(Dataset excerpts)
-----
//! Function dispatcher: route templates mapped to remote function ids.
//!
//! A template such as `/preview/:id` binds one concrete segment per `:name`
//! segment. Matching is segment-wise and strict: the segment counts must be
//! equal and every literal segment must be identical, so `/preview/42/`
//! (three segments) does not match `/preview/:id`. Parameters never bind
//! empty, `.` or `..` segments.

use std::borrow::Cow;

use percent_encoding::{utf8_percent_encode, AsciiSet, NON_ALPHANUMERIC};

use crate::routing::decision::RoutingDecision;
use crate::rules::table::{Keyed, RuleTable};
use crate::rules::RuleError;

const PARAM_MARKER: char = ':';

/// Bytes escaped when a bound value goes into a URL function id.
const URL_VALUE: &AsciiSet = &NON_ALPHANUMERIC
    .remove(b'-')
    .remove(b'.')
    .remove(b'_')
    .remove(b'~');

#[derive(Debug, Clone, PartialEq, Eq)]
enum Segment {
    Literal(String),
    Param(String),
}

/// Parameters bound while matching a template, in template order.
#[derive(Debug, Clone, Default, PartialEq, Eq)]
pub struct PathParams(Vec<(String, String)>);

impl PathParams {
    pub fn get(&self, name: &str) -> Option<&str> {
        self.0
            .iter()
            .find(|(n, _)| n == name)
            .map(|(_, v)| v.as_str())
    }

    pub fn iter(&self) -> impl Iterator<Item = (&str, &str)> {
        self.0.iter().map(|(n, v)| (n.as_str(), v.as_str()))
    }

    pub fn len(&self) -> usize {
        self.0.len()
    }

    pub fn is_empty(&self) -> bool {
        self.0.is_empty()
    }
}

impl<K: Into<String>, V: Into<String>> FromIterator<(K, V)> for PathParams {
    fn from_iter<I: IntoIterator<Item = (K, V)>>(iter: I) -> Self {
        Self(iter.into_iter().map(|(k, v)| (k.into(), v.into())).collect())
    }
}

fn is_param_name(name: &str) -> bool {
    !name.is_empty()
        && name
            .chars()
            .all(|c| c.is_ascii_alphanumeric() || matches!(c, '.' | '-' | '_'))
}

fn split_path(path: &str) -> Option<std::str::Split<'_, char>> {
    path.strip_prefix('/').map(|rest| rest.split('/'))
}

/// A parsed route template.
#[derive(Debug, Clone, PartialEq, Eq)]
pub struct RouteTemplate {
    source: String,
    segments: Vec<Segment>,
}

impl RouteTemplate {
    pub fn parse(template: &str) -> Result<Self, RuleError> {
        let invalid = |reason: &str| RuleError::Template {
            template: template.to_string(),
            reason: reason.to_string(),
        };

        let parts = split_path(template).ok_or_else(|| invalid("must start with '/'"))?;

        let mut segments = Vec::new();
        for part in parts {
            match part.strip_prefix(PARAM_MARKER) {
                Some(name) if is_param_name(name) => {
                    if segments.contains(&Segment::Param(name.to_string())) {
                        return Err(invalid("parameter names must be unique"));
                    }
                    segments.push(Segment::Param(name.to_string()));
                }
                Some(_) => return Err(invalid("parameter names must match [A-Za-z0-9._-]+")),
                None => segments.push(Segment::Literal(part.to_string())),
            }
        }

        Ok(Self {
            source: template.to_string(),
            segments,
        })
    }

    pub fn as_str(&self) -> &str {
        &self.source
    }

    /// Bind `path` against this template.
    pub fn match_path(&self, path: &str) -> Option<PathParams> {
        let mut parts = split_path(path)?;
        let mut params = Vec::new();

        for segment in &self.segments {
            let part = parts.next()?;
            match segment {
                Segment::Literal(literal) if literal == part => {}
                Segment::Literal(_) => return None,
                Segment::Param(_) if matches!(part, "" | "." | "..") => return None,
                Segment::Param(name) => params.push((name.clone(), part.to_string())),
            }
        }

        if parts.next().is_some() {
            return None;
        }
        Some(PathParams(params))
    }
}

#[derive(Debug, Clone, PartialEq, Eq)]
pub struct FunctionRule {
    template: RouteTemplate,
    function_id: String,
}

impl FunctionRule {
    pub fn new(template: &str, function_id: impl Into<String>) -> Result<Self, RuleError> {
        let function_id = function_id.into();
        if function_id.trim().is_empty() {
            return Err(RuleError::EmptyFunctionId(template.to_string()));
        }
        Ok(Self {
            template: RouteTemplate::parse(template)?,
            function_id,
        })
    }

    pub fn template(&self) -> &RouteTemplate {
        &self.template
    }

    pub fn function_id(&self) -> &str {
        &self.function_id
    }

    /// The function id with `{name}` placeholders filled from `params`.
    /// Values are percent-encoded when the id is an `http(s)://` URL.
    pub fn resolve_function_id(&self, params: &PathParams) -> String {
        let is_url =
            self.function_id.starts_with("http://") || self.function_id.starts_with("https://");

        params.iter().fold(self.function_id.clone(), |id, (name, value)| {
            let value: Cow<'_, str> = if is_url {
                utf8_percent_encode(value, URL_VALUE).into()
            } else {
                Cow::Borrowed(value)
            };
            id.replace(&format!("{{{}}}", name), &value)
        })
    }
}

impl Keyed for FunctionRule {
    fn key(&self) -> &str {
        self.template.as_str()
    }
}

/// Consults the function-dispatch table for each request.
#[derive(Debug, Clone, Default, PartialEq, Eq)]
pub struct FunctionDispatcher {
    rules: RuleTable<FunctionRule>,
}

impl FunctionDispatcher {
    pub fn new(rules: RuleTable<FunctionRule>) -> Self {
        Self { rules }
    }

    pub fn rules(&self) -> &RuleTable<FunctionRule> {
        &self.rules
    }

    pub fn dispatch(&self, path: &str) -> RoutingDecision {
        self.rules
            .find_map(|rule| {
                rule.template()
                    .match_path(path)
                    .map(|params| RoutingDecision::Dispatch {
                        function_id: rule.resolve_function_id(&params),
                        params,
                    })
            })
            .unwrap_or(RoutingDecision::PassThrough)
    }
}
-----
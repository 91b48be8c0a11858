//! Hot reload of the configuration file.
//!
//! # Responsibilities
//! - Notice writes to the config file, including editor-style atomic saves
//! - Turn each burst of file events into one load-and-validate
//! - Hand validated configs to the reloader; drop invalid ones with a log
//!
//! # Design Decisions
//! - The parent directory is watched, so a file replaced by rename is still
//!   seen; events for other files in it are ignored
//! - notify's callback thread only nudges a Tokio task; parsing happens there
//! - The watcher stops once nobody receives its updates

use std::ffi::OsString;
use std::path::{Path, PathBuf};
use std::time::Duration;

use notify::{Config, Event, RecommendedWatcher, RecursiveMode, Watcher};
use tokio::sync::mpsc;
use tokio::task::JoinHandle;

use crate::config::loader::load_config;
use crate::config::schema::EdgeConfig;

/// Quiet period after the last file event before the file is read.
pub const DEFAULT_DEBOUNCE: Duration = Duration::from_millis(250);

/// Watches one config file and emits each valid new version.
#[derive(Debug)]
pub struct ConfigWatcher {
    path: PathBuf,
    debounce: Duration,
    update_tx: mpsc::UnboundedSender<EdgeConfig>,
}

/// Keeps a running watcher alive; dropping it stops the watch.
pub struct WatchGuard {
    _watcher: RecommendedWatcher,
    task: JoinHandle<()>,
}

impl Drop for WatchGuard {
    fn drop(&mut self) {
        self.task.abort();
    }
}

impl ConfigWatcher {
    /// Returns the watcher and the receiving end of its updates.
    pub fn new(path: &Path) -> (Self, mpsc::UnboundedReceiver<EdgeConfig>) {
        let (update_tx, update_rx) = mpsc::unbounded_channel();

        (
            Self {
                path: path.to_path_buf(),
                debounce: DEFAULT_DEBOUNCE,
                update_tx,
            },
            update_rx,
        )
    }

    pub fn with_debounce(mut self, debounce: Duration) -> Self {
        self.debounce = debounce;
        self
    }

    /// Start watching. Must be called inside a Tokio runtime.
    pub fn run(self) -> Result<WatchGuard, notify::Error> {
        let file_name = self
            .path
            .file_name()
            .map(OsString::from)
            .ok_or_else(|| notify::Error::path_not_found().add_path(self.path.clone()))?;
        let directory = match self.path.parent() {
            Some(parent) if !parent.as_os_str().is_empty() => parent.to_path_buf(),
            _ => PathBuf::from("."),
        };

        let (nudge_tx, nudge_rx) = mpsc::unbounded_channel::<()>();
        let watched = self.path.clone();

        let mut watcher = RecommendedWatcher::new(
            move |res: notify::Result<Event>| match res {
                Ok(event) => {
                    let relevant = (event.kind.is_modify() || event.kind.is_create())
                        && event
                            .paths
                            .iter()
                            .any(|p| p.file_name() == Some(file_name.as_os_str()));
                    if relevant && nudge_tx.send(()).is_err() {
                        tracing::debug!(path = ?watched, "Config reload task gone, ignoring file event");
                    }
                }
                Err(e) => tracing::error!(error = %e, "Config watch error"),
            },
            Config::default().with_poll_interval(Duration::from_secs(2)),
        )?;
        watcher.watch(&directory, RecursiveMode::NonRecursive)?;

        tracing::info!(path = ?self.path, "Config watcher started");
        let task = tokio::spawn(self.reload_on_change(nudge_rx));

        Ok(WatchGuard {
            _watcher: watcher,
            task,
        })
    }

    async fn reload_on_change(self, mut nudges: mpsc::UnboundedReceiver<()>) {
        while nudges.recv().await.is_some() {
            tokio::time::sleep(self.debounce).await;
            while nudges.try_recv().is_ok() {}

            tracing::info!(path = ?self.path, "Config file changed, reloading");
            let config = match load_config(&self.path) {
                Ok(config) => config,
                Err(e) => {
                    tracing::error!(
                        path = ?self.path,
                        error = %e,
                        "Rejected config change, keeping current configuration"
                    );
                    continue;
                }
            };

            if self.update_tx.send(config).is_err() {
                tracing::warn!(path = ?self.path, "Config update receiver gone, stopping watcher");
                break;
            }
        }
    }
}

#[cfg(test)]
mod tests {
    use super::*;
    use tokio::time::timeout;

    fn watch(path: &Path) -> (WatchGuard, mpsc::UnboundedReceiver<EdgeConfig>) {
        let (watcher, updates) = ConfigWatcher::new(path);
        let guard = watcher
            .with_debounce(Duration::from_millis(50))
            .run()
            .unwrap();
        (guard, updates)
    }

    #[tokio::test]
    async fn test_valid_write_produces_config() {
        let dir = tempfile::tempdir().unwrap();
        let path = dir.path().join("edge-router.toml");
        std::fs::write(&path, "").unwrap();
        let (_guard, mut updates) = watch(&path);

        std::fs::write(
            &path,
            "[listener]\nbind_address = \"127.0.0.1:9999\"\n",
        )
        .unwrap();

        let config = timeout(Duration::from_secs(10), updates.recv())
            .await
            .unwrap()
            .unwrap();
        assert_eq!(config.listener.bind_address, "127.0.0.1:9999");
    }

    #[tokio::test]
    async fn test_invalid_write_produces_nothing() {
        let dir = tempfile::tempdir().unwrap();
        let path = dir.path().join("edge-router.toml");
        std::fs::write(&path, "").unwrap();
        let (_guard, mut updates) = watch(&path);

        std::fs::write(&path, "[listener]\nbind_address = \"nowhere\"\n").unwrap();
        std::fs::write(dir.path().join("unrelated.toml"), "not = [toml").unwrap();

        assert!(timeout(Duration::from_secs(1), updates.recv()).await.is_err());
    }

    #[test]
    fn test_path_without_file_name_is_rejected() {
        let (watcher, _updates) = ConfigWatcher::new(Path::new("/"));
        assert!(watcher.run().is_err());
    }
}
-----
▶ _What you will do_:
Please transcribe exactly the lines above from the line that has "remote function ids." up to and including the line that has "fn from_iter<I: IntoIterator<Item"; no other line belongs in the answer.

▶ _Answer to this exercise_:
//! Function dispatcher: route templates mapped to remote function ids.
//!
//! A template such as `/preview/:id` binds one concrete segment per `:name`
//! segment. Matching is segment-wise and strict: the segment counts must be
//! equal and every literal segment must be identical, so `/preview/42/`
//! (three segments) does not match `/preview/:id`. Parameters never bind
//! empty, `.` or `..` segments.

use std::borrow::Cow;

use percent_encoding::{utf8_percent_encode, AsciiSet, NON_ALPHANUMERIC};

use crate::routing::decision::RoutingDecision;
use crate::rules::table::{Keyed, RuleTable};
use crate::rules::RuleError;

const PARAM_MARKER: char = ':';

/// Bytes escaped when a bound value goes into a URL function id.
const URL_VALUE: &AsciiSet = &NON_ALPHANUMERIC
    .remove(b'-')
    .remove(b'.')
    .remove(b'_')
    .remove(b'~');

#[derive(Debug, Clone, PartialEq, Eq)]
enum Segment {
    Literal(String),
    Param(String),
}

/// Parameters bound while matching a template, in template order.
#[derive(Debug, Clone, Default, PartialEq, Eq)]
pub struct PathParams(Vec<(String, String)>);

impl PathParams {
    pub fn get(&self, name: &str) -> Option<&str> {
        self.0
            .iter()
            .find(|(n, _)| n == name)
            .map(|(_, v)| v.as_str())
    }

    pub fn iter(&self) -> impl Iterator<Item = (&str, &str)> {
        self.0.iter().map(|(n, v)| (n.as_str(), v.as_str()))
    }

    pub fn len(&self) -> usize {
        self.0.len()
    }

    pub fn is_empty(&self) -> bool {
        self.0.is_empty()
    }
}

impl<K: Into<String>, V: Into<String>> FromIterator<(K, V)> for PathParams {
    fn from_iter<I: IntoIterator<Item = (K, V)>>(iter: I) -> Self {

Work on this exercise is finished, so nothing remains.